Laerte-se conta um pouco da história da cartunista transgênero Laerte, mostrando como ela está hoje em dia e como ela vem lidando com sua transformação.
Laerte-se é o pior filme possível com a melhor personagem possível.
Na escola, na primeira aula, a gente aprende que para se fazer um bom documentário é preciso, antes de mais nada, achar uma boa “personagem”.
A Laerte é a melhor das personagens.
Uma das maiores cartunistas e artistas do Brasil, Laerte era homem e alguns anos atrás começou a sua jornada transgênero e hoje em dia é uma bela duma mulherona.
Só que o filme… Ah, o filme. O que custava colocarem uma equipe que entendesse o mínimo de cinema ou de tv ou de gravação de festa de casamento, pelo menos, para fazerem o filme.
Durante duas horas eu fiquei o tempo todo distraído da história maravilhosa da cartunista por causa de câmera tremendo, câmera apontando pra onde não deveria, enquadramento tosco e daí pra frente.
Tá bom, na mesma primeira aula a gente aprende que em documentário o conteúdo é 99% do filme, que a forma nem sempre é importante. Só que as diretoras de Laerte-se não precisavam exagerar.
O conteúdo é o melhor possível e por isso parece que a forma foi deixada totalmente de lado.

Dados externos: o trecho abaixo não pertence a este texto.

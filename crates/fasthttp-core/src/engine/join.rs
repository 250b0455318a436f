//! Concurrent dispatch of planned ranges with a join barrier.

use std::thread;

use crate::config::CurlOptions;
use crate::error::FetchError;
use crate::fetcher;
use crate::planner::FetchRange;
use crate::sink::RandomAccessSink;

/// Result of a single range fetch: bytes written, or why it failed.
pub(super) type RangeResult = Result<u64, FetchError>;

/// Fetch every range into `sink`, one thread per range, and wait for all of
/// them. Results come back in plan order (one slot per range), regardless of
/// completion order. A lone range runs on the calling thread.
pub(super) fn run_all(
    sink: &dyn RandomAccessSink,
    url: &str,
    ranges: &[FetchRange],
    opts: &CurlOptions,
) -> Vec<RangeResult> {
    if let [range] = ranges {
        return vec![fetcher::fetch_range(sink, url, *range, opts)];
    }

    thread::scope(|scope| {
        let handles: Vec<_> = ranges
            .iter()
            .map(|&range| {
                tracing::debug!(url, ?range, "dispatching range");
                scope.spawn(move || fetcher::fetch_range(sink, url, range, opts))
            })
            .collect();

        handles
            .into_iter()
            .zip(ranges)
            .map(|(handle, range)| {
                handle.join().unwrap_or_else(|e| {
                    Err(FetchError::Worker(format!(
                        "fetcher for {:?} panicked: {:?}",
                        range, e
                    )))
                })
            })
            .collect()
    })
}

/// First failure in plan order (lowest start offset), or total bytes written.
pub(super) fn first_error(url: &str, results: Vec<RangeResult>) -> Result<u64, FetchError> {
    let mut first: Option<FetchError> = None;
    let mut total = 0u64;
    for res in results {
        match res {
            Ok(n) => total += n,
            Err(e) => {
                tracing::warn!(url, "range failed: {}", e);
                if first.is_none() {
                    first = Some(e);
                }
            }
        }
    }
    match first {
        Some(e) => Err(e),
        None => Ok(total),
    }
}
//! Scene classification: time of day, season and weather mood.
//!
//! Every function here is total. Out-of-range hours and months land in a
//! bucket, and unreadable temperatures are treated as absent.

use crate::domain::model::Reading;
use serde::Serialize;
use std::fmt;

#[derive(Debug, Clone, Copy, PartialEq, Eq, Hash, Serialize)]
#[serde(rename_all = "kebab-case")]
pub enum TimeOfDay {
    Night,
    EarlyMorning,
    Day,
    Evening,
}

impl TimeOfDay {
    pub const ALL: [TimeOfDay; 4] = [
        TimeOfDay::Night,
        TimeOfDay::EarlyMorning,
        TimeOfDay::Day,
        TimeOfDay::Evening,
    ];

    pub fn as_str(self) -> &'static str {
        match self {
            TimeOfDay::Night => "night",
            TimeOfDay::EarlyMorning => "early-morning",
            TimeOfDay::Day => "day",
            TimeOfDay::Evening => "evening",
        }
    }

    pub fn from_hour(hour: i32) -> Self {
        if hour >= 20 || hour <= 5 {
            TimeOfDay::Night
        } else if hour <= 8 {
            TimeOfDay::EarlyMorning
        } else if hour <= 16 {
            TimeOfDay::Day
        } else {
            TimeOfDay::Evening
        }
    }

    pub fn is_night(self) -> bool {
        self == TimeOfDay::Night
    }
}

#[derive(Debug, Clone, Copy, PartialEq, Eq, Hash, Serialize)]
#[serde(rename_all = "lowercase")]
pub enum Season {
    Winter,
    Spring,
    Summer,
    Fall,
}

impl Season {
    pub const ALL: [Season; 4] = [Season::Winter, Season::Spring, Season::Summer, Season::Fall];

    pub fn as_str(self) -> &'static str {
        match self {
            Season::Winter => "winter",
            Season::Spring => "spring",
            Season::Summer => "summer",
            Season::Fall => "fall",
        }
    }

    /// Northern-hemisphere mapping from month alone. `_day_of_year` is
    /// accepted so callers do not change when finer boundaries arrive.
    pub fn from_calendar(month: i32, _day_of_year: i32) -> Self {
        match month {
            12 => Season::Winter,
            m if m <= 2 => Season::Winter,
            3..=5 => Season::Spring,
            6..=8 => Season::Summer,
            _ => Season::Fall,
        }
    }
}

#[derive(Debug, Clone, Copy, PartialEq, Eq, Hash, Serialize)]
#[serde(rename_all = "lowercase")]
pub enum WeatherMood {
    Rainy,
    Snowy,
    Cloudy,
    Sunny,
    Hot,
    Cold,
    Neutral,
}

/// Checked in order; the first group with a matching keyword wins.
const MOOD_KEYWORDS: [(WeatherMood, &[&str]); 4] = [
    (WeatherMood::Rainy, &["rain", "drizzle"]),
    (WeatherMood::Snowy, &["snow"]),
    (WeatherMood::Cloudy, &["cloud", "overcast"]),
    (WeatherMood::Sunny, &["clear", "sunny"]),
];

const HOT_ABOVE: i64 = 80;
const COLD_BELOW: i64 = 40;

impl WeatherMood {
    pub const ALL: [WeatherMood; 7] = [
        WeatherMood::Rainy,
        WeatherMood::Snowy,
        WeatherMood::Cloudy,
        WeatherMood::Sunny,
        WeatherMood::Hot,
        WeatherMood::Cold,
        WeatherMood::Neutral,
    ];

    pub fn as_str(self) -> &'static str {
        match self {
            WeatherMood::Rainy => "rainy",
            WeatherMood::Snowy => "snowy",
            WeatherMood::Cloudy => "cloudy",
            WeatherMood::Sunny => "sunny",
            WeatherMood::Hot => "hot",
            WeatherMood::Cold => "cold",
            WeatherMood::Neutral => "neutral",
        }
    }

    pub fn classify(condition: &str, temperature: Temperature) -> Self {
        let condition = condition.to_lowercase();
        let keyword_match = MOOD_KEYWORDS.iter().find_map(|(mood, keywords)| {
            keywords
                .iter()
                .any(|keyword| condition.contains(keyword))
                .then_some(*mood)
        });
        if let Some(mood) = keyword_match {
            return mood;
        }

        match temperature.degrees() {
            Some(t) if t > HOT_ABOVE => WeatherMood::Hot,
            Some(t) if t < COLD_BELOW => WeatherMood::Cold,
            _ => WeatherMood::Neutral,
        }
    }
}

macro_rules! display_as_str {
    ($($ty:ty),*) => {
        $(impl fmt::Display for $ty {
            fn fmt(&self, f: &mut fmt::Formatter<'_>) -> fmt::Result {
                f.write_str(self.as_str())
            }
        })*
    };
}

display_as_str!(TimeOfDay, Season, WeatherMood);

/// Whole degrees Fahrenheit, or unknown.
///
/// Text input is read the way feed producers write it: leading whitespace,
/// an optional sign, then digits; anything after the digits is ignored, so
/// `"72.5"` and `"72F"` are both 72 and `"unknown"` is unknown.
#[derive(Debug, Clone, Copy, Default, PartialEq, Eq, Serialize)]
pub struct Temperature(Option<i64>);

impl Temperature {
    pub fn unknown() -> Self {
        Temperature(None)
    }

    pub fn degrees(self) -> Option<i64> {
        self.0
    }

    pub fn parse(raw: &str) -> Self {
        let trimmed = raw.trim_start();
        let (negative, rest) = match trimmed.as_bytes().first() {
            Some(b'-') => (true, &trimmed[1..]),
            Some(b'+') => (false, &trimmed[1..]),
            _ => (false, trimmed),
        };
        let digits_len = rest.bytes().take_while(u8::is_ascii_digit).count();
        if digits_len == 0 {
            return Temperature(None);
        }

        let magnitude = rest[..digits_len].parse::<i64>().unwrap_or(i64::MAX);
        Temperature(Some(if negative { -magnitude } else { magnitude }))
    }
}

impl From<i64> for Temperature {
    fn from(value: i64) -> Self {
        Temperature(Some(value))
    }
}

impl From<f64> for Temperature {
    fn from(value: f64) -> Self {
        if value.is_finite() {
            Temperature(Some(value.trunc() as i64))
        } else {
            Temperature(None)
        }
    }
}

impl From<&str> for Temperature {
    fn from(value: &str) -> Self {
        Temperature::parse(value)
    }
}

impl From<&Reading> for Temperature {
    fn from(value: &Reading) -> Self {
        match value {
            Reading::Number(n) => Temperature::from(*n),
            Reading::Text(s) => Temperature::parse(s),
        }
    }
}

impl fmt::Display for Temperature {
    fn fmt(&self, f: &mut fmt::Formatter<'_>) -> fmt::Result {
        match self.0 {
            Some(degrees) => write!(f, "{}°F", degrees),
            None => f.write_str("unknown"),
        }
    }
}

#[derive(Debug, Clone, Copy, PartialEq, Eq, Hash, Serialize)]
#[serde(rename_all = "camelCase")]
pub struct Scene {
    pub time_of_day: TimeOfDay,
    pub season: Season,
    pub weather_mood: WeatherMood,
}

impl Scene {
    pub fn classify(
        hour: i32,
        month: i32,
        day_of_year: i32,
        temperature: Temperature,
        condition: &str,
    ) -> Self {
        Self {
            time_of_day: TimeOfDay::from_hour(hour),
            season: Season::from_calendar(month, day_of_year),
            weather_mood: WeatherMood::classify(condition, temperature),
        }
    }
}

#[cfg(test)]
mod tests {
    use super::*;

    #[test]
    fn test_time_of_day_boundaries() {
        assert_eq!(TimeOfDay::from_hour(5), TimeOfDay::Night);
        assert_eq!(TimeOfDay::from_hour(6), TimeOfDay::EarlyMorning);
        assert_eq!(TimeOfDay::from_hour(8), TimeOfDay::EarlyMorning);
        assert_eq!(TimeOfDay::from_hour(9), TimeOfDay::Day);
        assert_eq!(TimeOfDay::from_hour(16), TimeOfDay::Day);
        assert_eq!(TimeOfDay::from_hour(17), TimeOfDay::Evening);
        assert_eq!(TimeOfDay::from_hour(19), TimeOfDay::Evening);
        assert_eq!(TimeOfDay::from_hour(20), TimeOfDay::Night);
        assert_eq!(TimeOfDay::from_hour(0), TimeOfDay::Night);
    }

    #[test]
    fn test_time_of_day_out_of_range() {
        assert_eq!(TimeOfDay::from_hour(-4), TimeOfDay::Night);
        assert_eq!(TimeOfDay::from_hour(31), TimeOfDay::Night);
        assert_eq!(TimeOfDay::from_hour(i32::MIN), TimeOfDay::Night);
    }

    #[test]
    fn test_seasons() {
        let seasons: Vec<Season> = (1..=12).map(|m| Season::from_calendar(m, 1)).collect();
        use Season::*;
        assert_eq!(
            seasons,
            vec![Winter, Winter, Spring, Spring, Spring, Summer, Summer, Summer, Fall, Fall, Fall, Winter]
        );
    }

    #[test]
    fn test_season_out_of_range() {
        assert_eq!(Season::from_calendar(0, 1), Season::Winter);
        assert_eq!(Season::from_calendar(-7, 1), Season::Winter);
        assert_eq!(Season::from_calendar(13, 400), Season::Fall);
    }

    #[test]
    fn test_mood_keyword_precedence() {
        let t = Temperature::unknown();
        assert_eq!(WeatherMood::classify("light rain and clouds", t), WeatherMood::Rainy);
        assert_eq!(WeatherMood::classify("Drizzle", t), WeatherMood::Rainy);
        assert_eq!(WeatherMood::classify("Snow showers, cloudy", t), WeatherMood::Snowy);
        assert_eq!(WeatherMood::classify("OVERCAST", t), WeatherMood::Cloudy);
        assert_eq!(WeatherMood::classify("Mostly Sunny", t), WeatherMood::Sunny);
        assert_eq!(WeatherMood::classify("Partly cloudy, clear later", t), WeatherMood::Cloudy);
    }

    #[test]
    fn test_temperature_only_when_no_keyword() {
        assert_eq!(WeatherMood::classify("sunny", 95_i64.into()), WeatherMood::Sunny);
        assert_eq!(WeatherMood::classify("Fog", 95_i64.into()), WeatherMood::Hot);
        assert_eq!(WeatherMood::classify("Fog", 39_i64.into()), WeatherMood::Cold);
        assert_eq!(WeatherMood::classify("Fog", 80_i64.into()), WeatherMood::Neutral);
        assert_eq!(WeatherMood::classify("Fog", 40_i64.into()), WeatherMood::Neutral);
        assert_eq!(WeatherMood::classify("", Temperature::parse("unknown")), WeatherMood::Neutral);
    }

    #[test]
    fn test_temperature_parse() {
        assert_eq!(Temperature::parse("72").degrees(), Some(72));
        assert_eq!(Temperature::parse("  72.9").degrees(), Some(72));
        assert_eq!(Temperature::parse("85F").degrees(), Some(85));
        assert_eq!(Temperature::parse("-12").degrees(), Some(-12));
        assert_eq!(Temperature::parse("unknown").degrees(), None);
        assert_eq!(Temperature::parse("").degrees(), None);
        assert_eq!(Temperature::parse("—").degrees(), None);
        assert_eq!(Temperature::from(f64::NAN).degrees(), None);
        assert_eq!(Temperature::from(-3.5).degrees(), Some(-3));
    }

    #[test]
    fn test_temperature_from_reading() {
        assert_eq!(Temperature::from(&Reading::Number(61.0)).degrees(), Some(61));
        assert_eq!(Temperature::from(&Reading::from("n/a")).degrees(), None);
    }

    #[test]
    fn test_scene_classify() {
        let scene = Scene::classify(22, 1, 15, 25_i64.into(), "Snow");
        assert_eq!(
            scene,
            Scene {
                time_of_day: TimeOfDay::Night,
                season: Season::Winter,
                weather_mood: WeatherMood::Snowy,
            }
        );
    }

    #[test]
    fn test_display_names() {
        assert_eq!(TimeOfDay::EarlyMorning.to_string(), "early-morning");
        assert_eq!(Season::Fall.to_string(), "fall");
        assert_eq!(WeatherMood::Neutral.to_string(), "neutral");
        assert_eq!(Temperature::from(70_i64).to_string(), "70°F");
    }
}
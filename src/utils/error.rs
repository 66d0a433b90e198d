use thiserror::Error;

#[derive(Error, Debug)]
pub enum DashError {
    #[error("IO error: {0}")]
    IoError(#[from] std::io::Error),

    #[error("Serialization error: {0}")]
    SerializationError(#[from] serde_json::Error),

    #[error("TOML parsing error: {0}")]
    TomlError(#[from] toml::de::Error),

    #[error("Configuration error: {message}")]
    ConfigError { message: String },

    #[error("Missing configuration field: {field}")]
    MissingConfigError { field: String },

    #[error("Invalid value '{value}' for {field}: {reason}")]
    InvalidConfigValueError {
        field: String,
        value: String,
        reason: String,
    },

    #[error("Theme table error: {message}")]
    ThemeTableError { message: String },
}

impl DashError {
    pub fn user_friendly_message(&self) -> String {
        match self {
            DashError::IoError(e) => format!("Could not access a file: {}", e),
            DashError::SerializationError(e) => format!("Could not read JSON data: {}", e),
            DashError::TomlError(_) => "The configuration file is not valid TOML".to_string(),
            DashError::ConfigError { message } => format!("Configuration problem: {}", message),
            DashError::MissingConfigError { field } => {
                format!("The configuration is missing '{}'", field)
            }
            DashError::InvalidConfigValueError { field, reason, .. } => {
                format!("'{}' is invalid: {}", field, reason)
            }
            DashError::ThemeTableError { message } => {
                format!("The theme table cannot be used: {}", message)
            }
        }
    }

    pub fn recovery_suggestion(&self) -> &'static str {
        match self {
            DashError::IoError(_) => "Check that the path exists and is readable",
            DashError::SerializationError(_) => "Validate the file with a JSON linter",
            DashError::TomlError(_) => "Check the configuration file syntax",
            DashError::ConfigError { .. }
            | DashError::MissingConfigError { .. }
            | DashError::InvalidConfigValueError { .. } => {
                "Review the configuration file against the documented sections"
            }
            DashError::ThemeTableError { .. } => {
                "Make sure the table has a \"default\" entry and every value is a CSS color"
            }
        }
    }
}

pub type Result<T> = std::result::Result<T, DashError>;
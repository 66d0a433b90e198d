use serde::{Deserialize, Deserializer, Serialize};
use std::collections::BTreeMap;
use std::fmt;

/// A value that feeds publish either as a JSON number or as free text
/// ("72", "—", "unknown").
#[derive(Debug, Clone, PartialEq, Serialize, Deserialize)]
#[serde(untagged)]
pub enum Reading {
    Number(f64),
    Text(String),
}

impl Reading {
    pub fn as_f64(&self) -> Option<f64> {
        match self {
            Reading::Number(n) if n.is_finite() => Some(*n),
            Reading::Number(_) => None,
            Reading::Text(s) => s.trim().parse::<f64>().ok().filter(|n| n.is_finite()),
        }
    }
}

impl fmt::Display for Reading {
    fn fmt(&self, f: &mut fmt::Formatter<'_>) -> fmt::Result {
        match self {
            Reading::Number(n) => write!(f, "{}", n),
            Reading::Text(s) => f.write_str(s),
        }
    }
}

impl From<f64> for Reading {
    fn from(value: f64) -> Self {
        Reading::Number(value)
    }
}

impl From<&str> for Reading {
    fn from(value: &str) -> Self {
        Reading::Text(value.to_string())
    }
}

#[derive(Debug, Clone, PartialEq, Serialize, Deserialize)]
pub struct WeatherReport {
    #[serde(default)]
    pub temperature: Option<Reading>,
    #[serde(default)]
    pub condition: Option<String>,
    #[serde(default)]
    pub humidity: Option<Reading>,
    #[serde(default)]
    pub feels_like: Option<Reading>,
    #[serde(default)]
    pub location: Option<String>,
    #[serde(default)]
    pub last_updated: Option<String>,
}

impl Default for WeatherReport {
    fn default() -> Self {
        Self {
            temperature: Some(Reading::Number(70.0)),
            condition: Some("Clear".to_string()),
            humidity: Some(Reading::from("—")),
            feels_like: Some(Reading::from("—")),
            location: None,
            last_updated: Some(NEVER.to_string()),
        }
    }
}

impl WeatherReport {
    pub fn location_or_default(&self) -> &str {
        self.location.as_deref().unwrap_or("New York, NY")
    }
}

/// Placeholder timestamp for feeds that have never been refreshed.
pub const NEVER: &str = "Never";

/// Text fields that producers sometimes omit or publish as `null`.
fn null_as_empty<'de, D: Deserializer<'de>>(deserializer: D) -> Result<String, D::Error> {
    Ok(Option::<String>::deserialize(deserializer)?.unwrap_or_default())
}

/// Headlines were published as bare strings before links were added.
#[derive(Debug, Clone, PartialEq, Serialize, Deserialize)]
#[serde(untagged)]
pub enum Headline {
    Linked {
        #[serde(default, deserialize_with = "null_as_empty")]
        title: String,
        #[serde(default)]
        url: Option<String>,
    },
    Plain(String),
}

impl Headline {
    pub fn title(&self) -> &str {
        match self {
            Headline::Linked { title, .. } => title,
            Headline::Plain(title) => title,
        }
    }

    pub fn url(&self) -> Option<&str> {
        match self {
            Headline::Linked { url, .. } => url.as_deref().filter(|url| !url.is_empty()),
            Headline::Plain(_) => None,
        }
    }
}

#[derive(Debug, Clone, PartialEq, Serialize, Deserialize)]
pub struct NewsFeed {
    #[serde(default)]
    pub headlines: Option<Vec<Headline>>,
    #[serde(default)]
    pub last_updated: Option<String>,
}

impl Default for NewsFeed {
    fn default() -> Self {
        Self {
            headlines: Some(Vec::new()),
            last_updated: Some(NEVER.to_string()),
        }
    }
}

#[derive(Debug, Clone, PartialEq, Serialize, Deserialize)]
pub struct CoinQuote {
    #[serde(default, deserialize_with = "null_as_empty")]
    pub name: String,
    #[serde(default, deserialize_with = "null_as_empty")]
    pub symbol: String,
    #[serde(default)]
    pub price: Option<Reading>,
    #[serde(default)]
    pub change_24h: Option<Reading>,
}

#[derive(Debug, Clone, Copy, PartialEq, Eq, Serialize)]
#[serde(rename_all = "lowercase")]
pub enum PriceDirection {
    Up,
    Down,
}

impl CoinQuote {
    pub fn change(&self) -> f64 {
        self.change_24h
            .as_ref()
            .and_then(Reading::as_f64)
            .unwrap_or(0.0)
    }

    /// Flat prices count as up.
    pub fn direction(&self) -> PriceDirection {
        if self.change() >= 0.0 {
            PriceDirection::Up
        } else {
            PriceDirection::Down
        }
    }
}

#[derive(Debug, Clone, PartialEq, Serialize, Deserialize)]
pub struct PriceFeed {
    #[serde(default)]
    pub coins: BTreeMap<String, CoinQuote>,
    #[serde(default)]
    pub last_updated: Option<String>,
}

impl Default for PriceFeed {
    fn default() -> Self {
        Self {
            coins: BTreeMap::new(),
            last_updated: Some(NEVER.to_string()),
        }
    }
}

#[derive(Debug, Clone, PartialEq, Serialize, Deserialize)]
pub struct CuratedEntry {
    #[serde(default, deserialize_with = "null_as_empty")]
    pub name: String,
    #[serde(default, deserialize_with = "null_as_empty")]
    pub url: String,
    #[serde(default)]
    pub description: Option<String>,
    #[serde(default)]
    pub creator: Option<String>,
}

impl CuratedEntry {
    pub const DESCRIPTION_LIMIT: usize = 80;

    pub fn short_description(&self) -> String {
        match self.description.as_deref() {
            Some(text) if !text.is_empty() => truncate_with_ellipsis(text, Self::DESCRIPTION_LIMIT),
            _ => "No description".to_string(),
        }
    }
}

#[derive(Debug, Clone, PartialEq, Serialize, Deserialize)]
pub struct CuratedFeed {
    #[serde(default)]
    pub featured_workflows: Option<Vec<CuratedEntry>>,
    #[serde(default)]
    pub featured_agents: Option<Vec<CuratedEntry>>,
    #[serde(default)]
    pub last_updated: Option<String>,
}

impl Default for CuratedFeed {
    fn default() -> Self {
        Self {
            featured_workflows: Some(Vec::new()),
            featured_agents: Some(Vec::new()),
            last_updated: Some(NEVER.to_string()),
        }
    }
}

#[derive(Debug, Clone, PartialEq, Serialize, Deserialize)]
pub struct Listing {
    #[serde(default, deserialize_with = "null_as_empty")]
    pub title: String,
    #[serde(default, deserialize_with = "null_as_empty")]
    pub url: String,
    #[serde(default)]
    pub description: Option<String>,
    #[serde(default, rename = "type")]
    pub kind: Option<String>,
    #[serde(default)]
    pub date: Option<String>,
}

impl Listing {
    pub const DESCRIPTION_LIMIT: usize = 100;

    pub fn short_description(&self) -> Option<String> {
        self.description
            .as_deref()
            .filter(|text| !text.is_empty())
            .map(|text| truncate_with_ellipsis(text, Self::DESCRIPTION_LIMIT))
    }

    /// "type · date", skipping whichever is missing.
    pub fn meta_line(&self) -> Option<String> {
        let parts: Vec<&str> = [self.kind.as_deref(), self.date.as_deref()]
            .into_iter()
            .flatten()
            .filter(|part| !part.is_empty())
            .collect();
        if parts.is_empty() {
            None
        } else {
            Some(parts.join(" · "))
        }
    }
}

#[derive(Debug, Clone, PartialEq, Serialize, Deserialize)]
pub struct CommunityFeed {
    #[serde(default)]
    pub community_listings: Vec<Listing>,
    #[serde(default)]
    pub last_updated: Option<String>,
}

impl Default for CommunityFeed {
    fn default() -> Self {
        Self {
            community_listings: Vec::new(),
            last_updated: Some(NEVER.to_string()),
        }
    }
}

#[derive(Debug, Clone, Default, PartialEq, Serialize, Deserialize)]
pub struct WorkflowRun {
    #[serde(default)]
    pub name: Option<String>,
    #[serde(default)]
    pub conclusion: Option<String>,
    #[serde(default)]
    pub html_url: Option<String>,
    #[serde(default)]
    pub created_at: Option<String>,
}

#[derive(Debug, Clone, Copy, Default, PartialEq, Eq, Serialize)]
pub struct AutomationStatus {
    pub total: usize,
    pub succeeded: usize,
    pub failed: usize,
    /// Whole percent, 0 when there are no runs.
    pub success_rate: u32,
}

impl AutomationStatus {
    pub fn from_runs(runs: &[WorkflowRun]) -> Self {
        let total = runs.len();
        let succeeded = runs
            .iter()
            .filter(|run| run.conclusion.as_deref() == Some("success"))
            .count();
        let failed = runs
            .iter()
            .filter(|run| run.conclusion.as_deref() == Some("failure"))
            .count();
        let success_rate = if total > 0 {
            ((succeeded as f64 / total as f64) * 100.0).round() as u32
        } else {
            0
        };

        Self {
            total,
            succeeded,
            failed,
            success_rate,
        }
    }
}

/// The retired single-file `data.json` layout.
#[derive(Debug, Clone, Default, PartialEq, Serialize, Deserialize)]
pub struct LegacyData {
    #[serde(default)]
    pub nytimes_headlines: Option<Vec<Headline>>,
    #[serde(default)]
    pub last_updated: Option<String>,
    #[serde(default)]
    pub glif: Option<LegacyCurated>,
}

#[derive(Debug, Clone, Default, PartialEq, Serialize, Deserialize)]
pub struct LegacyCurated {
    #[serde(default)]
    pub featured_workflows: Option<Vec<CuratedEntry>>,
    #[serde(default)]
    pub featured_agents: Option<Vec<CuratedEntry>>,
    #[serde(default)]
    pub last_updated: Option<String>,
}

fn truncate_with_ellipsis(text: &str, limit: usize) -> String {
    match text.char_indices().nth(limit) {
        Some((cut, _)) => format!("{}...", &text[..cut]),
        None => text.to_string(),
    }
}

#[cfg(test)]
mod tests {
    use super::*;

    #[test]
    fn test_weather_accepts_numeric_and_text_readings() {
        let report: WeatherReport = serde_json::from_str(
            r#"{"temperature": 45, "condition": "Overcast", "humidity": "82", "feels_like": "unknown"}"#,
        )
        .unwrap();
        assert_eq!(report.temperature, Some(Reading::Number(45.0)));
        assert_eq!(report.humidity.as_ref().and_then(Reading::as_f64), Some(82.0));
        assert_eq!(report.feels_like.as_ref().and_then(Reading::as_f64), None);
        assert_eq!(report.location_or_default(), "New York, NY");
        assert_eq!(report.last_updated, None);
    }

    #[test]
    fn test_headline_formats() {
        let feed: NewsFeed = serde_json::from_str(
            r#"{"headlines": ["Old style", {"title": "New style", "url": "https://nyti.ms/x"}]}"#,
        )
        .unwrap();
        let headlines = feed.headlines.unwrap();
        assert_eq!(headlines[0].title(), "Old style");
        assert_eq!(headlines[0].url(), None);
        assert_eq!(headlines[1].title(), "New style");
        assert_eq!(headlines[1].url(), Some("https://nyti.ms/x"));
    }

    #[test]
    fn test_curated_description_truncation() {
        let mut entry = CuratedEntry {
            name: "glif".to_string(),
            url: "https://glif.app/x".to_string(),
            description: Some("x".repeat(81)),
            creator: Some("jamie".to_string()),
        };
        assert_eq!(entry.short_description(), format!("{}...", "x".repeat(80)));

        entry.description = Some("x".repeat(80));
        assert_eq!(entry.short_description(), "x".repeat(80));

        entry.description = None;
        assert_eq!(entry.short_description(), "No description");
    }

    #[test]
    fn test_listing_meta_line() {
        let listing: Listing = serde_json::from_str(
            r#"{"title": "Open call", "url": "https://rhizome.org/x", "type": "Opportunity", "date": "2025-01-10"}"#,
        )
        .unwrap();
        assert_eq!(listing.meta_line().as_deref(), Some("Opportunity · 2025-01-10"));
        assert_eq!(listing.short_description(), None);
    }

    #[test]
    fn test_automation_status() {
        let runs = vec![
            WorkflowRun { conclusion: Some("success".into()), ..Default::default() },
            WorkflowRun { conclusion: Some("success".into()), ..Default::default() },
            WorkflowRun { conclusion: Some("failure".into()), ..Default::default() },
        ];
        let status = AutomationStatus::from_runs(&runs);
        assert_eq!(status.total, 3);
        assert_eq!(status.failed, 1);
        assert_eq!(status.success_rate, 67);
        assert_eq!(AutomationStatus::from_runs(&[]).success_rate, 0);
    }

    #[test]
    fn test_coin_direction() {
        let quote: CoinQuote =
            serde_json::from_str(r#"{"name": "Bitcoin", "symbol": "BTC", "price": "64000.5"}"#)
                .unwrap();
        assert_eq!(quote.direction(), PriceDirection::Up);
        assert_eq!(quote.price.as_ref().and_then(Reading::as_f64), Some(64000.5));
    }

    #[test]
    fn test_coin_change_published_as_text() {
        let quote: CoinQuote =
            serde_json::from_str(r#"{"name": "Ether", "symbol": "ETH", "change_24h": "-1.5"}"#)
                .unwrap();
        assert_eq!(quote.change(), -1.5);
        assert_eq!(quote.direction(), PriceDirection::Down);

        let quote: CoinQuote = serde_json::from_str(r#"{"change_24h": null}"#).unwrap();
        assert_eq!(quote.change(), 0.0);
    }

    #[test]
    fn test_incomplete_items_still_parse() {
        let feed: NewsFeed =
            serde_json::from_str(r#"{"headlines": [{"title": "No link"}, {"title": null, "url": ""}]}"#)
                .unwrap();
        let headlines = feed.headlines.unwrap();
        assert_eq!(headlines[0].title(), "No link");
        assert_eq!(headlines[0].url(), None);
        assert_eq!(headlines[1].title(), "");
        assert_eq!(headlines[1].url(), None);

        let entry: CuratedEntry =
            serde_json::from_str(r#"{"name": null, "url": null, "creator": null}"#).unwrap();
        assert_eq!(entry.name, "");
        assert_eq!(entry.url, "");
        assert_eq!(entry.short_description(), "No description");

        let listing: Listing = serde_json::from_str(r#"{"title": null}"#).unwrap();
        assert_eq!(listing.title, "");
    }
}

É complicado você ter uma bela de uma história e não saber contá-la. Na verdade, seria lindo se alguém ali se ligasse que o filme estava ficando ruim e pedisse ajuda aos universitários.
Apesar de todos os pesares, e olha que os pesares são quase infindos, assista Laerte-se e fique embasbacado com uma lição de vida única e exemplar.